Angelo Camillo Decembrio (1415 — after 1467) was a Milanese humanist who began his career in Ferrara, where he arrived in 1430. The son of Uberto Decembrio, who was the first Renaissance translator of Plato's Republic, and outshone among his contemporaries by his brother Pier Candido, Angelo is known especially for the seven books of literary dialogues of De politiæ litterariæ ("On literary polish", not printed until 1540), which provide a vivid record— though synthesized in retrospect— of literary life at the court of Leonello d'Este of Ferrara, Taking as its main concern the question of how to achieve and maintain the literary polish characteristic of the civilized man in a courtly environment, Decembrio's unique dialogues elaborating aspects of this central idea take as personae his patron Leonello d'Este, who serves as the questioner, with the great teacher Guarino of Verona, Leonello's former tutor; the architect, theorist and humanist Leon Battista Alberti; the poet Tito Vespasiano Strozzi. They debate the comparative value of ancient and modern poetry, discuss the quality of works of art, examine the Egyptian obelisk that still stands in Vatican City in the Piazza S. Pietro; and describe the ideal renaissance library and how it should be organized.

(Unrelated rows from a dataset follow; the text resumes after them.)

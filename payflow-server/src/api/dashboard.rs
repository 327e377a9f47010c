//! `GET /`: a server-rendered status page.

use std::fmt::Write;

use axum::{
    extract::State,
    http::StatusCode,
    response::{Html, IntoResponse, Response},
};
use kanau::processor::Processor;
use payflow_core::entities::invoice_records::{GetInvoiceStats, ListRecentInvoiceRecords};
use payflow_core::entities::{InvoiceRecord, InvoiceStats};
use payflow_core::framework::DatabaseProcessor;
use payflow_core::processors::SchedulerState;
use payflow_core::telemetry::{CountersSnapshot, SchedulerRun, WebhookEventRecord};
use time::OffsetDateTime;
use time::macros::format_description;

use crate::state::AppState;

const RECENT_INVOICES: u32 = 20;

/// Everything the page shows, gathered before rendering.
pub struct DashboardView {
    pub mock_mode: bool,
    pub scheduler: SchedulerState,
    pub stats: InvoiceStats,
    pub counters: CountersSnapshot,
    pub scheduler_runs: Vec<SchedulerRun>,
    pub webhook_events: Vec<WebhookEventRecord>,
    pub invoices: Vec<InvoiceRecord>,
}

#[derive(Debug)]
pub struct DashboardError(sqlx::Error);

impl IntoResponse for DashboardError {
    fn into_response(self) -> Response {
        tracing::error!(error = %self.0, "Dashboard database error");
        (StatusCode::INTERNAL_SERVER_ERROR, "internal server error").into_response()
    }
}

pub async fn dashboard(State(state): State<AppState>) -> Result<Html<String>, DashboardError> {
    let db = DatabaseProcessor {
        pool: state.db.clone(),
    };
    let stats = db.process(GetInvoiceStats).await.map_err(DashboardError)?;
    let invoices = db
        .process(ListRecentInvoiceRecords {
            limit: RECENT_INVOICES,
        })
        .await
        .map_err(DashboardError)?;

    let scheduler = *state.scheduler_state.borrow();
    let view = DashboardView {
        mock_mode: state.mock_mode,
        scheduler,
        stats,
        counters: state.counters.snapshot(),
        scheduler_runs: state.scheduler_runs.newest_first().await,
        webhook_events: state.webhook_events.newest_first().await,
        invoices,
    };
    Ok(Html(render(&view)))
}

pub fn render(view: &DashboardView) -> String {
    let mut out = String::with_capacity(16 * 1024);
    // writing into a String cannot fail
    let _ = write_page(&mut out, view);
    out
}

fn write_page(out: &mut String, view: &DashboardView) -> std::fmt::Result {
    out.push_str(concat!(
        "<!DOCTYPE html>\n<html lang=\"en\">\n<head>\n",
        "<meta charset=\"utf-8\">\n<meta http-equiv=\"refresh\" content=\"30\">\n",
        "<title>payflow</title>\n<style>\n",
        "body{font-family:system-ui,sans-serif;margin:2rem;color:#222}\n",
        "table{border-collapse:collapse;margin-bottom:2rem}\n",
        "th,td{border:1px solid #ccc;padding:.3rem .6rem;text-align:left}\n",
        ".banner{padding:.6rem 1rem;margin-bottom:1.5rem;font-weight:bold}\n",
        ".mock{background:#fff3cd}.real{background:#d1e7dd}\n",
        ".error,.rejected{color:#b02a37}.success,.received{color:#146c43}\n",
        "</style>\n</head>\n<body>\n<h1>payflow</h1>\n",
    ));

    if view.mock_mode {
        out.push_str("<div class=\"banner mock\">MOCK MODE: talking to the mock processor</div>\n");
    } else {
        out.push_str("<div class=\"banner real\">LIVE: talking to the payment processor</div>\n");
    }

    let scheduler = match view.scheduler {
        SchedulerState::Idle => "idle".to_string(),
        SchedulerState::Running { end_at } => format!("running until {}", timestamp(end_at)),
        SchedulerState::Stopped => "stopped".to_string(),
    };
    writeln!(out, "<p>Scheduler: {}</p>", escape(&scheduler))?;

    let InvoiceStats {
        total,
        issued,
        received,
        volume,
    } = view.stats;
    out.push_str("<h2>Ledger</h2>\n<table>\n");
    writeln!(out, "<tr><th>Invoices</th><td>{total}</td></tr>")?;
    writeln!(out, "<tr><th>Issued</th><td>{issued}</td></tr>")?;
    writeln!(out, "<tr><th>Received</th><td>{received}</td></tr>")?;
    writeln!(out, "<tr><th>Received volume</th><td>{}</td></tr>", money(volume))?;
    out.push_str("</table>\n");

    let counters = &view.counters;
    out.push_str("<h2>Webhooks</h2>\n<table>\n");
    writeln!(out, "<tr><th>Received</th><td>{}</td></tr>", counters.received)?;
    writeln!(out, "<tr><th>Rejected</th><td>{}</td></tr>", counters.rejected)?;
    writeln!(out, "<tr><th>Errors</th><td>{}</td></tr>", counters.errors)?;
    writeln!(
        out,
        "<tr><th>Credited</th><td>{}</td></tr>",
        money(counters.credited_cents)
    )?;
    writeln!(
        out,
        "<tr><th>Last event</th><td>{}</td></tr>",
        counters.last_event_at.map_or_else(|| "never".to_string(), timestamp)
    )?;
    out.push_str("</table>\n");

    out.push_str("<h2>Scheduler runs</h2>\n");
    if view.scheduler_runs.is_empty() {
        out.push_str("<p>No runs yet.</p>\n");
    } else {
        out.push_str("<table>\n<tr><th>Time</th><th>Status</th><th>Invoices</th><th>Detail</th></tr>\n");
        for run in &view.scheduler_runs {
            let detail = run.error.clone().unwrap_or_else(|| run.invoice_ids.join(", "));
            writeln!(
                out,
                "<tr><td>{}</td><td class=\"{status}\">{status}</td><td>{}</td><td>{}</td></tr>",
                timestamp(run.timestamp),
                run.invoice_count,
                escape(&detail),
                status = run.status.as_str(),
            )?;
        }
        out.push_str("</table>\n");
    }

    out.push_str("<h2>Webhook events</h2>\n");
    if view.webhook_events.is_empty() {
        out.push_str("<p>No events yet.</p>\n");
    } else {
        out.push_str("<table>\n<tr><th>Time</th><th>Type</th><th>Invoice</th><th>Amount</th></tr>\n");
        for event in &view.webhook_events {
            let class = if event.is_rejected() { " class=\"rejected\"" } else { "" };
            writeln!(
                out,
                "<tr><td>{}</td><td{class}>{}</td><td>{}</td><td>{}</td></tr>",
                timestamp(event.timestamp),
                escape(&event.event_type),
                escape(event.invoice_id.as_deref().unwrap_or("-")),
                money(event.amount),
            )?;
        }
        out.push_str("</table>\n");
    }

    out.push_str("<h2>Recent invoices</h2>\n");
    if view.invoices.is_empty() {
        out.push_str("<p>No invoices yet.</p>\n");
    } else {
        out.push_str(
            "<table>\n<tr><th>Id</th><th>Payer</th><th>Amount</th><th>Status</th><th>Created</th><th>Transfer</th></tr>\n",
        );
        for invoice in &view.invoices {
            writeln!(
                out,
                "<tr><td>{}</td><td>{} ({})</td><td>{}</td><td class=\"{status}\">{status}</td><td>{}</td><td>{}</td></tr>",
                escape(&invoice.id),
                escape(&invoice.payer_name),
                escape(&invoice.payer_tax_id),
                money(invoice.amount),
                timestamp(invoice.created_at),
                escape(invoice.transfer_id.as_deref().unwrap_or("-")),
                status = invoice.status.as_str(),
            )?;
        }
        out.push_str("</table>\n");
    }

    out.push_str("</body>\n</html>\n");
    Ok(())
}

fn escape(raw: &str) -> String {
    let mut escaped = String::with_capacity(raw.len());
    for c in raw.chars() {
        match c {
            '&' => escaped.push_str("&amp;"),
            '<' => escaped.push_str("&lt;"),
            '>' => escaped.push_str("&gt;"),
            '"' => escaped.push_str("&quot;"),
            '\'' => escaped.push_str("&#39;"),
            c => escaped.push(c),
        }
    }
    escaped
}

fn money(cents: i64) -> String {
    let sign = if cents < 0 { "-" } else { "" };
    let abs = cents.unsigned_abs();
    format!("{sign}R$ {}.{:02}", abs / 100, abs % 100)
}

fn timestamp(at: OffsetDateTime) -> String {
    at.format(format_description!(
        "[year]-[month]-[day] [hour]:[minute]:[second] UTC"
    ))
    .unwrap_or_default()
}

Two manuscript versions of Decembrio's Politia litteraria were kept in the Vatican Library; from one that was stolen and subsequently lost, the edition of 1540 was printed; the other remains in the Vatican.

After Leonello's unexpected death (1450) Angelo sought patronage elsewhere, moving first to Barcelona, then spending time at the Neapolitan court of Alfonso the Great of Aragon, where his brother also served, and returning to Barcelona after Alfonso's death in 1458, at the invitation of Carlos de Aragon, Prince de Viana. On his return trip to Ferrara, travelling with the books he had accumulated, he was robbed by bandits working for Jacques d'Armagnac, itemizing his losses in a petition to Borso d'Este, brother of Leonello and himself a great patron of humanistic learning.

In 1467 he was offered a chair in Greek at the University of Perugia, but it is doubtful whether he took it up, and afterwards he disappears from view.